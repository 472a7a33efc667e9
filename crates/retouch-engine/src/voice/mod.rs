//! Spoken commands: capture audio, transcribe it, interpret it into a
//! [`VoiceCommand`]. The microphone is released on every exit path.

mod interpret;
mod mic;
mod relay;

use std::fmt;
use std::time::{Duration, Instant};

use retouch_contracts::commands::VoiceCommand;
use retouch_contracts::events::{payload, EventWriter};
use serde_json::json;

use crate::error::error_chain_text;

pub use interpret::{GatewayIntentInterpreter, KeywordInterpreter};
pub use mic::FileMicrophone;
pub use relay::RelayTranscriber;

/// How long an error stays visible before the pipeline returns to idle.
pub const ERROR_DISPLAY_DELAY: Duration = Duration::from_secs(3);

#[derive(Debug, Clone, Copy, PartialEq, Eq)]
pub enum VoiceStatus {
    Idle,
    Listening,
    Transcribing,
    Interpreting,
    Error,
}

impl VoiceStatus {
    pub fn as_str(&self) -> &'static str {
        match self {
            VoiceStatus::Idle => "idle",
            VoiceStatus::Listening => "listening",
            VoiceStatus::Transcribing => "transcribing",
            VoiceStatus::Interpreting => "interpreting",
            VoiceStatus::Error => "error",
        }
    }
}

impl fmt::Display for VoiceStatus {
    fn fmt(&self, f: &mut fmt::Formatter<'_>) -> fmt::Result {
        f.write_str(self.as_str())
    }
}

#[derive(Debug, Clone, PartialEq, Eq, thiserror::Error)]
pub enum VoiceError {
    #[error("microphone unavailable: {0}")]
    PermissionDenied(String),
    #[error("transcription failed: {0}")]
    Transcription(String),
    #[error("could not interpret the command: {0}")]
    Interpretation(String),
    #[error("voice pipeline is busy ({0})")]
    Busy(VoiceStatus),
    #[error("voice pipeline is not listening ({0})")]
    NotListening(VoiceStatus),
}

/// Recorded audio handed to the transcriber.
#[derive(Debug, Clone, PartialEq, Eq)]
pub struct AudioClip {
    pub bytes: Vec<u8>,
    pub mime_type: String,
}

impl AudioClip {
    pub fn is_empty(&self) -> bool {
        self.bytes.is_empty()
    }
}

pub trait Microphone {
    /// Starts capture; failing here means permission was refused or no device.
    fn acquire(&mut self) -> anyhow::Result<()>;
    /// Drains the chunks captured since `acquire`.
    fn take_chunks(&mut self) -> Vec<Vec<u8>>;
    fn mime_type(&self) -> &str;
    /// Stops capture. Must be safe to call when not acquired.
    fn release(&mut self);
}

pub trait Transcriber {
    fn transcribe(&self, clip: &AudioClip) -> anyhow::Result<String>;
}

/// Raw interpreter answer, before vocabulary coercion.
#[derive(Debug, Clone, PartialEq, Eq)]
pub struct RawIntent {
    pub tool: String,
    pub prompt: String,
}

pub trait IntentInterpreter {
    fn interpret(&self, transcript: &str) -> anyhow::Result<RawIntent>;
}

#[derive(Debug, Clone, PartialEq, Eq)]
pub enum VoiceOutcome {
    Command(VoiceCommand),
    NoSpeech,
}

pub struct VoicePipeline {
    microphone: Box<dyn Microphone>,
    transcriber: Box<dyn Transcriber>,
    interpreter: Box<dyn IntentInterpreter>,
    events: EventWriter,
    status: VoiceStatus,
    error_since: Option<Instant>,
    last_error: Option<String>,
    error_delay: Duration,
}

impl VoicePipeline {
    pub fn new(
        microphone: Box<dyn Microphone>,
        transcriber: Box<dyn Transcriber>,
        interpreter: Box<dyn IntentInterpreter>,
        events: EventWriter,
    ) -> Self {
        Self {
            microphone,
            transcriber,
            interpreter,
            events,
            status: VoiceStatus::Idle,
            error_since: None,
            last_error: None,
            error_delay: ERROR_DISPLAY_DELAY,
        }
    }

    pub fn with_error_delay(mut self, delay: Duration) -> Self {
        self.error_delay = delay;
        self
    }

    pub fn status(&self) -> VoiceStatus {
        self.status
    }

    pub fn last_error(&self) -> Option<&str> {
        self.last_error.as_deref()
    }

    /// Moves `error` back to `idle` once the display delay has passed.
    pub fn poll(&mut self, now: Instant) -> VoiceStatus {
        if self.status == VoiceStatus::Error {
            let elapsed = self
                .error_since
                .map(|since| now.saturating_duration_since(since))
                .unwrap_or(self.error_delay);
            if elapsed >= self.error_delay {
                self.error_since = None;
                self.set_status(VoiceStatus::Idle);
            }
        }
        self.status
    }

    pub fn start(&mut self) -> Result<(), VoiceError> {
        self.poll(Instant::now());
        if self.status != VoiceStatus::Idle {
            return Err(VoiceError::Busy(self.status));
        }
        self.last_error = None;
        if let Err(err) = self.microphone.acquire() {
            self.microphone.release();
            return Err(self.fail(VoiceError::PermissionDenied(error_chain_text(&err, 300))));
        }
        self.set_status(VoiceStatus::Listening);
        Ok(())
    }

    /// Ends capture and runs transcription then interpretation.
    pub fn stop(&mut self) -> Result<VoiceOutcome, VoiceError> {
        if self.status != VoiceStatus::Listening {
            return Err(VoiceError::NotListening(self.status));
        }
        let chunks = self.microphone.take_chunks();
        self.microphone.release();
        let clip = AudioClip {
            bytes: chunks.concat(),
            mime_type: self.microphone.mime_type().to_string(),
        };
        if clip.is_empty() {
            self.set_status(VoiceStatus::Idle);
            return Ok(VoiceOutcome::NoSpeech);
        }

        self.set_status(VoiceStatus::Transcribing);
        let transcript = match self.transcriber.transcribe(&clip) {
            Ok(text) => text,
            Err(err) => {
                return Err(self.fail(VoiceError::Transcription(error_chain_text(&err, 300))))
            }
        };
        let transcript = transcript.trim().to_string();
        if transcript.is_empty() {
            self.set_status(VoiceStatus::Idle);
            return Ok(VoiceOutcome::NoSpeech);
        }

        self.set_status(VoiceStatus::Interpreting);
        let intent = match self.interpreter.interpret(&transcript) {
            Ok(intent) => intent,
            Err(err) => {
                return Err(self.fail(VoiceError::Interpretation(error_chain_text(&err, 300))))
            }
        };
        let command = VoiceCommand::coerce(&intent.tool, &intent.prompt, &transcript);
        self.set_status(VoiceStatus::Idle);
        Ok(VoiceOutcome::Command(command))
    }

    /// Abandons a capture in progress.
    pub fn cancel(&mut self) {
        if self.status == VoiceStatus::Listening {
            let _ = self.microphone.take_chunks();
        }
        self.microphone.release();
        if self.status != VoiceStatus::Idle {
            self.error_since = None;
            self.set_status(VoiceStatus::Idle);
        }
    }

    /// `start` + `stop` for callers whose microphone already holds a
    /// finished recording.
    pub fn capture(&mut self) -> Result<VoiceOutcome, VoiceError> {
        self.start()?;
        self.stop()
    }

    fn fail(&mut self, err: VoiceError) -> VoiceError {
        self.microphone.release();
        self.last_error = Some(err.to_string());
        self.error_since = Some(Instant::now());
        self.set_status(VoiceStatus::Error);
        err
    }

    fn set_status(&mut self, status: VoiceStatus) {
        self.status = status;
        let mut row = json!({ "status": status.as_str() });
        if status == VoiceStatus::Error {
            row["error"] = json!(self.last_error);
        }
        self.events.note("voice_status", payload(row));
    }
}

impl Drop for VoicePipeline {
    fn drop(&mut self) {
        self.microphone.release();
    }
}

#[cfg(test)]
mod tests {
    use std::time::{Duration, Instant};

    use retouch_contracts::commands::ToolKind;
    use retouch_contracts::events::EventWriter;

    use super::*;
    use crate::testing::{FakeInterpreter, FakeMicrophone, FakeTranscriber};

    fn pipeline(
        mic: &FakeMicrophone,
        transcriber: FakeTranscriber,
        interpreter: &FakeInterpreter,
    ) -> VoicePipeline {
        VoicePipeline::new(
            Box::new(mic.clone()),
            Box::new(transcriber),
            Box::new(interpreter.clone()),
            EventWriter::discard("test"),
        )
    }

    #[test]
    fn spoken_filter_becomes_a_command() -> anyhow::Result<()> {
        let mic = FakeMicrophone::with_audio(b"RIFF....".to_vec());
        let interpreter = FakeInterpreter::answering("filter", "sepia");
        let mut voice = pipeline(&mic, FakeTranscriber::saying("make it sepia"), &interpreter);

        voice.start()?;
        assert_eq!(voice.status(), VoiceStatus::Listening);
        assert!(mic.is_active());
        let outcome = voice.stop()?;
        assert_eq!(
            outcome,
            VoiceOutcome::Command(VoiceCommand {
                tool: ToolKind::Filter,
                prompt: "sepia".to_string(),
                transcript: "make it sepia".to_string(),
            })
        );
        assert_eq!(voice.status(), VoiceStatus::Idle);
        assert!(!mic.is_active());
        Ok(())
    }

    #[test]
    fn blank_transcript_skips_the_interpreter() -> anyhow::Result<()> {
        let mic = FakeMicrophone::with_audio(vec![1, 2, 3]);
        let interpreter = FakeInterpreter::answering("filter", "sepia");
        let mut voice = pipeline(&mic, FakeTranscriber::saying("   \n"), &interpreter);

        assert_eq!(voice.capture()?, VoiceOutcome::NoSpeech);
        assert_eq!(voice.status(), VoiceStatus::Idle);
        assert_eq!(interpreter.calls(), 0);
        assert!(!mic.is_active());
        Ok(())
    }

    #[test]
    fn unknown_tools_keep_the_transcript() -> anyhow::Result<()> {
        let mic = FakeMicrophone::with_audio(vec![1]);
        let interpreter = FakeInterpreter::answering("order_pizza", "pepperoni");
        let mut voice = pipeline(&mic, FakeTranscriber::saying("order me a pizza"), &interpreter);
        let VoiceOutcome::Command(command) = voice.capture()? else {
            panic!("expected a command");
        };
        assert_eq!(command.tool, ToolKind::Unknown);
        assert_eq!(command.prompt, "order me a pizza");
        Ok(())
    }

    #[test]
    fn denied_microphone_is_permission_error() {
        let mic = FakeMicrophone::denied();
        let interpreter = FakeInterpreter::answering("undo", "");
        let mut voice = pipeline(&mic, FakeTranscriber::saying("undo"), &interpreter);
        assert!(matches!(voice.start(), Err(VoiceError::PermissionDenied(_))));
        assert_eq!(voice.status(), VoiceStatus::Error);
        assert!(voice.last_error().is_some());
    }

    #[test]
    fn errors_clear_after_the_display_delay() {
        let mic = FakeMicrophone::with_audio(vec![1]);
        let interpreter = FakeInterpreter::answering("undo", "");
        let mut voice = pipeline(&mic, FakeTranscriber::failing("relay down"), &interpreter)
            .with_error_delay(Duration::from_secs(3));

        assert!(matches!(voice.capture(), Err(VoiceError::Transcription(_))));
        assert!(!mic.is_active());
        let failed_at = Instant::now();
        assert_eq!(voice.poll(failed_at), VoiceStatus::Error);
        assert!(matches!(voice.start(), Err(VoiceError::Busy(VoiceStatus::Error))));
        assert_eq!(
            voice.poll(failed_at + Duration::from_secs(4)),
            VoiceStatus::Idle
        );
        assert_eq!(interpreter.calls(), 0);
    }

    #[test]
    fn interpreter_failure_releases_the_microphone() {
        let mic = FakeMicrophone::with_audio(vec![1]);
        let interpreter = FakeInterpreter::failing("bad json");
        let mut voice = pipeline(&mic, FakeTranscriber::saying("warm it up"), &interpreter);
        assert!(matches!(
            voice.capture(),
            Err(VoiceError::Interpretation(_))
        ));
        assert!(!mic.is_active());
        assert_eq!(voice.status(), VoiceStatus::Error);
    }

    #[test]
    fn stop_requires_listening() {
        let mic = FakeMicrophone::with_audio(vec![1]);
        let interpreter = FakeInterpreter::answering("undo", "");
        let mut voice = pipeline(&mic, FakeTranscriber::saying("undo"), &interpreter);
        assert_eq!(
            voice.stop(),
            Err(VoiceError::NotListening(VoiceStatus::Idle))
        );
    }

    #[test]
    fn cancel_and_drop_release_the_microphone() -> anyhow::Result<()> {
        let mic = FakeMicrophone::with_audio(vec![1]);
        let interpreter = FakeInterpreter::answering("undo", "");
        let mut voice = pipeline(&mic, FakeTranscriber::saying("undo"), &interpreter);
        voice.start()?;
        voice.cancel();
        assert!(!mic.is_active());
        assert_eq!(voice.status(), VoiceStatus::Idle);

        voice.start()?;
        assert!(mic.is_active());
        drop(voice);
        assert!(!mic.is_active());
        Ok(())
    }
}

Brief
Whenever a line of the material above contains the string "anyhow", copy that line out.

Output of the exercise
    fn acquire(&mut self) -> anyhow::Result<()>;
    fn transcribe(&self, clip: &AudioClip) -> anyhow::Result<String>;
    fn interpret(&self, transcript: &str) -> anyhow::Result<RawIntent>;
    fn spoken_filter_becomes_a_command() -> anyhow::Result<()> {
    fn blank_transcript_skips_the_interpreter() -> anyhow::Result<()> {
    fn unknown_tools_keep_the_transcript() -> anyhow::Result<()> {
    fn cancel_and_drop_release_the_microphone() -> anyhow::Result<()> {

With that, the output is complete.